Only a number is expected: how many lines in these records mention the word "BindingRegistry"?
* * * * *
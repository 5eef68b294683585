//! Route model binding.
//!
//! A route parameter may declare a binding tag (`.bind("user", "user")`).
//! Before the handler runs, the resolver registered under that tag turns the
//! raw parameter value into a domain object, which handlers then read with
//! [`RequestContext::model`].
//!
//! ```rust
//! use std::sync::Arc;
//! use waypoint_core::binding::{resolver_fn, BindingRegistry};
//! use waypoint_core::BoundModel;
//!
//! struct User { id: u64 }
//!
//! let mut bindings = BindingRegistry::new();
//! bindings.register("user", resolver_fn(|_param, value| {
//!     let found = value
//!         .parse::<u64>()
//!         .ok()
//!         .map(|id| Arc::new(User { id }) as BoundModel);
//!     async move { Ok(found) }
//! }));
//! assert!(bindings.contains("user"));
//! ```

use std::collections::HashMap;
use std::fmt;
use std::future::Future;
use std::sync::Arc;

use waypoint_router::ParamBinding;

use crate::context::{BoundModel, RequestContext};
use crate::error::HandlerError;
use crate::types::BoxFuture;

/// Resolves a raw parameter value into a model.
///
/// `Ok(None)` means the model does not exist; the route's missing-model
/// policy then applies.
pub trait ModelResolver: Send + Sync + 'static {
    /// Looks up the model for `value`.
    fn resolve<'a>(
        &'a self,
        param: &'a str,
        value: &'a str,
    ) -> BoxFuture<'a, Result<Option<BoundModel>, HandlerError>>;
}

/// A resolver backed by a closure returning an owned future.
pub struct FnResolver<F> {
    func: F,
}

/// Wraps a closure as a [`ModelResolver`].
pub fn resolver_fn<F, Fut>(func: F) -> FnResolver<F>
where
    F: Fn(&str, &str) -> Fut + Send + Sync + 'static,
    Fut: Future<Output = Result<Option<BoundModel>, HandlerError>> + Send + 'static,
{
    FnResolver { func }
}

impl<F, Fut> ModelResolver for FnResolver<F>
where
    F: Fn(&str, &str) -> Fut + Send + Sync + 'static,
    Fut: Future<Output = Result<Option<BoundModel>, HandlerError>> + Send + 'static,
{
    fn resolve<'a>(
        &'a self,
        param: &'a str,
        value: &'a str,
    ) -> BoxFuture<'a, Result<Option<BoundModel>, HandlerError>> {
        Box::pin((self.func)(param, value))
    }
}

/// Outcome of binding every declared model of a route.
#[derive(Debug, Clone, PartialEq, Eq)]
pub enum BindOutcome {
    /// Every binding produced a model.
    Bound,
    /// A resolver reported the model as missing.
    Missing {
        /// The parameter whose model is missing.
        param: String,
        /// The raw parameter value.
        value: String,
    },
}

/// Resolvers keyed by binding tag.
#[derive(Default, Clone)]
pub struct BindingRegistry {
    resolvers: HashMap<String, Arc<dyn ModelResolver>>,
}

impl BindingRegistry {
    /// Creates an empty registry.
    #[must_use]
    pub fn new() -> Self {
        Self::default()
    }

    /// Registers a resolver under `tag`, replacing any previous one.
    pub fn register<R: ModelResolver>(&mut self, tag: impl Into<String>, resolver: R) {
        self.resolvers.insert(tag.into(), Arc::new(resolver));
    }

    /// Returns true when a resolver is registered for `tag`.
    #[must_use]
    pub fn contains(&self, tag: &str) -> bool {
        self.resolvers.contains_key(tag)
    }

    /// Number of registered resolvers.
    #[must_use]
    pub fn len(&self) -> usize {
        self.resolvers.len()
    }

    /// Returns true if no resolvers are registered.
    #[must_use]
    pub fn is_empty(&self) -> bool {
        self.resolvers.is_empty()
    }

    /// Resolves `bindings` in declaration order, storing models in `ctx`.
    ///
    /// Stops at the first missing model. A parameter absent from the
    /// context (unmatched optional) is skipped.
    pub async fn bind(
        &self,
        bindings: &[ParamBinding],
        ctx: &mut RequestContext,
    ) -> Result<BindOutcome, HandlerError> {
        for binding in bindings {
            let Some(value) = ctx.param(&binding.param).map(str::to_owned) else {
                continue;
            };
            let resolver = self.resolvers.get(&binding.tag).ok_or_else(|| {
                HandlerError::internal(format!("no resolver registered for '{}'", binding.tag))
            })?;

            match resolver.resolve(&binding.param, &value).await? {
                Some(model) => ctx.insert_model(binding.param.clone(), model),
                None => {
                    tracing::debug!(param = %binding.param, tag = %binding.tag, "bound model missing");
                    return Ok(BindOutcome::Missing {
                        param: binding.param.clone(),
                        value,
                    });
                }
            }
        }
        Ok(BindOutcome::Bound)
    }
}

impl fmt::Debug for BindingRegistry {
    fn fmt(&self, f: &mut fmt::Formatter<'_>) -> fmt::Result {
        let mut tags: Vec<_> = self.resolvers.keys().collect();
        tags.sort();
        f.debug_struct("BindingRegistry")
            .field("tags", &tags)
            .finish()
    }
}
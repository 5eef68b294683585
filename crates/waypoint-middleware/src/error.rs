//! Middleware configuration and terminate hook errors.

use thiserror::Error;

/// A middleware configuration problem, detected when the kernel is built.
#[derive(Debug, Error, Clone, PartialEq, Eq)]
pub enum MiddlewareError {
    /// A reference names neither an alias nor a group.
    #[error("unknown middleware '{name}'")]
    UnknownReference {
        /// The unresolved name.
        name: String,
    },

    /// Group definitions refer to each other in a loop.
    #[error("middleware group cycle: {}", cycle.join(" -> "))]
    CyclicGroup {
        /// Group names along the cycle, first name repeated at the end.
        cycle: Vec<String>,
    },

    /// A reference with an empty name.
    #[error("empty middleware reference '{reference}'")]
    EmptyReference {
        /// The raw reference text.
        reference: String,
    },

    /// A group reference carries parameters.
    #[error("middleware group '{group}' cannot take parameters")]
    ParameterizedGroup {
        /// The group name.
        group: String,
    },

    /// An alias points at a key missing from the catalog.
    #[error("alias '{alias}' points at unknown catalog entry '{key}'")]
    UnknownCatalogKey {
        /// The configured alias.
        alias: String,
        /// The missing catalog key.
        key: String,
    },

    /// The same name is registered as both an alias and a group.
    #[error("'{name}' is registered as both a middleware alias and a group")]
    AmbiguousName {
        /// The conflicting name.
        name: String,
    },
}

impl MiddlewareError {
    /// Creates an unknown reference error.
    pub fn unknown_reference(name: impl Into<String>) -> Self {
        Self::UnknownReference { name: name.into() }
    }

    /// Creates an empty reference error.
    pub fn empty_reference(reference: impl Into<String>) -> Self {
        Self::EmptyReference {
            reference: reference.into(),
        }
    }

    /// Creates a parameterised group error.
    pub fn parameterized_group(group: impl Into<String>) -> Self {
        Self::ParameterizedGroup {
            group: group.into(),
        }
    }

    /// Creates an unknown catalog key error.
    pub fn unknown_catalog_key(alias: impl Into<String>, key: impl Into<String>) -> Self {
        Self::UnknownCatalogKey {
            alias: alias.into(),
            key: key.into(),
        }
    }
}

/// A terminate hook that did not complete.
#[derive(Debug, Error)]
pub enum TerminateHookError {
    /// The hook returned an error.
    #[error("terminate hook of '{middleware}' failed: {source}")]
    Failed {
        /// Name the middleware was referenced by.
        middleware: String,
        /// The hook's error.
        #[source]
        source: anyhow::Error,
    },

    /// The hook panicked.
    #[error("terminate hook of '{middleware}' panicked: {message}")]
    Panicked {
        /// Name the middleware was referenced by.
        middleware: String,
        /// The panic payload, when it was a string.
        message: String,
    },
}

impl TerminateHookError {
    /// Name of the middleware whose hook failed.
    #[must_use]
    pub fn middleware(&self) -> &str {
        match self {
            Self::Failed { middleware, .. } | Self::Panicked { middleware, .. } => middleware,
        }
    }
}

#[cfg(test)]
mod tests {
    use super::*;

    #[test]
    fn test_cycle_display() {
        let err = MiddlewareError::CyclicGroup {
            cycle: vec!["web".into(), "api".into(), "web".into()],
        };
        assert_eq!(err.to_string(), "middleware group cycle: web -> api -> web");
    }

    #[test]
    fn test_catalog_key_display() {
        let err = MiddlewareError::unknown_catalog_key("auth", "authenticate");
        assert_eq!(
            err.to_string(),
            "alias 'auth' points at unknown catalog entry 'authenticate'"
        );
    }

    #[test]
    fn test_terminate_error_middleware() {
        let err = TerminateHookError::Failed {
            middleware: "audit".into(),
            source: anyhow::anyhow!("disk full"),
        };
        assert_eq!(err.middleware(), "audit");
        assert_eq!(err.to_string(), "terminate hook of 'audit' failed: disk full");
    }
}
* * * * *
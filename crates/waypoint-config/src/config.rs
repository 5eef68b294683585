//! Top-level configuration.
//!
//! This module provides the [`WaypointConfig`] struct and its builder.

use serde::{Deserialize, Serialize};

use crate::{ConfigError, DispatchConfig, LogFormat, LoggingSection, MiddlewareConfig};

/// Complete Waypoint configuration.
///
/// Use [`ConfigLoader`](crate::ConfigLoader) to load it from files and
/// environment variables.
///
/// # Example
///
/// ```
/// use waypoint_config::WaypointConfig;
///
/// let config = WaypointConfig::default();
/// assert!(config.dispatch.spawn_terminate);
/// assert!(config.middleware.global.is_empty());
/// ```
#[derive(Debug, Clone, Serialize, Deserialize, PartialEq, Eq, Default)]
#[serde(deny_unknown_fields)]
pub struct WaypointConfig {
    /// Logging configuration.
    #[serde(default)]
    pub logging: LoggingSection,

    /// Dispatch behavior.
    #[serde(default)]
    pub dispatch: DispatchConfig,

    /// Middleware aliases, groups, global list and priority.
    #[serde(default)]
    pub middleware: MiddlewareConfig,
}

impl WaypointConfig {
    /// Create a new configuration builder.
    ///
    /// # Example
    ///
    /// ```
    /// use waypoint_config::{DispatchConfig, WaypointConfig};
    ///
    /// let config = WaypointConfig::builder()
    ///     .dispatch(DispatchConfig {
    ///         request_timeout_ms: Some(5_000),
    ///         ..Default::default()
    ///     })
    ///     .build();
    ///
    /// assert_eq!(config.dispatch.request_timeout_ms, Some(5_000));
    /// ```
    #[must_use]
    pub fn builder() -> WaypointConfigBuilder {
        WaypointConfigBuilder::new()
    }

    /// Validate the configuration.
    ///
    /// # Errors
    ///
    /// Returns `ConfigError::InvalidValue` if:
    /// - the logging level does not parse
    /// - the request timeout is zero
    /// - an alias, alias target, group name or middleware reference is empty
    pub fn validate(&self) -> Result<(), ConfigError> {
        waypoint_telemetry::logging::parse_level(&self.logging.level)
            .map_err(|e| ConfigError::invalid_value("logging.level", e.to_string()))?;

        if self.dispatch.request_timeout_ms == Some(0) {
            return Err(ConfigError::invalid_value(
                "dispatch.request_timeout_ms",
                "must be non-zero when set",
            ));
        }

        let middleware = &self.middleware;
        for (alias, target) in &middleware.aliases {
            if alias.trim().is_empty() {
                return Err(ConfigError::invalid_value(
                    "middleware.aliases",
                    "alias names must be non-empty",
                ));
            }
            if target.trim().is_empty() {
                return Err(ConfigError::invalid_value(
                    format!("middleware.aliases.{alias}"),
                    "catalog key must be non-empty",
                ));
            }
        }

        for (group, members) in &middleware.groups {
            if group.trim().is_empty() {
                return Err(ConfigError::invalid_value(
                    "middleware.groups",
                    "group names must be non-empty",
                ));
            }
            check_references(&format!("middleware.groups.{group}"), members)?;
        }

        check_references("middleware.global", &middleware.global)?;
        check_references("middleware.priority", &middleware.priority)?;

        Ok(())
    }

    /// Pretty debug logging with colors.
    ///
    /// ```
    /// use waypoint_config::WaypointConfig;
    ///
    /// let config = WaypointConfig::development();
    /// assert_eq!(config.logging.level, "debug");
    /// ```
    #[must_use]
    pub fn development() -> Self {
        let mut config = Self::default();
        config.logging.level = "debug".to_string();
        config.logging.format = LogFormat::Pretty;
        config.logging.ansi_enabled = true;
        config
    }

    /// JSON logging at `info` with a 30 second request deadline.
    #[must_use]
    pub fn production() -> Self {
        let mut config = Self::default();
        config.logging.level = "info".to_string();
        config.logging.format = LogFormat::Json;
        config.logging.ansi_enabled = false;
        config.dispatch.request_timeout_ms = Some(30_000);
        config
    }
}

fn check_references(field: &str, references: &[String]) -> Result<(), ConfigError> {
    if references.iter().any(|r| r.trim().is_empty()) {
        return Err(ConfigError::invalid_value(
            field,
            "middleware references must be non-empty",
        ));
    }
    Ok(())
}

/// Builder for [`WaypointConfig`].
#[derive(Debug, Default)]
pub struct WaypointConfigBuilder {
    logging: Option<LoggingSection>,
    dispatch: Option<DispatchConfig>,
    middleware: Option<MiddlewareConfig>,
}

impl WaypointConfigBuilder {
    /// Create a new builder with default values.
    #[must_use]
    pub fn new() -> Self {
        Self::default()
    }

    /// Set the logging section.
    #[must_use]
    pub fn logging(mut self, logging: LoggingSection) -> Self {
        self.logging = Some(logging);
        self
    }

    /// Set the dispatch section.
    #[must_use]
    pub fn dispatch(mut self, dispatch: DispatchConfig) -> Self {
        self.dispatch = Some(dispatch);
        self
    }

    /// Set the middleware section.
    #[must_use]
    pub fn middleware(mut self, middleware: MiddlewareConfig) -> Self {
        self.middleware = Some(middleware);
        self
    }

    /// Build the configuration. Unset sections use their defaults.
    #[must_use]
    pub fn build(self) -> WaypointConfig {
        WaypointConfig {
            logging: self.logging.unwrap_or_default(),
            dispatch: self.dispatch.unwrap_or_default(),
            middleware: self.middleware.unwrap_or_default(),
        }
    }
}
* * * * *
ANSWER TO THIS TASK: 6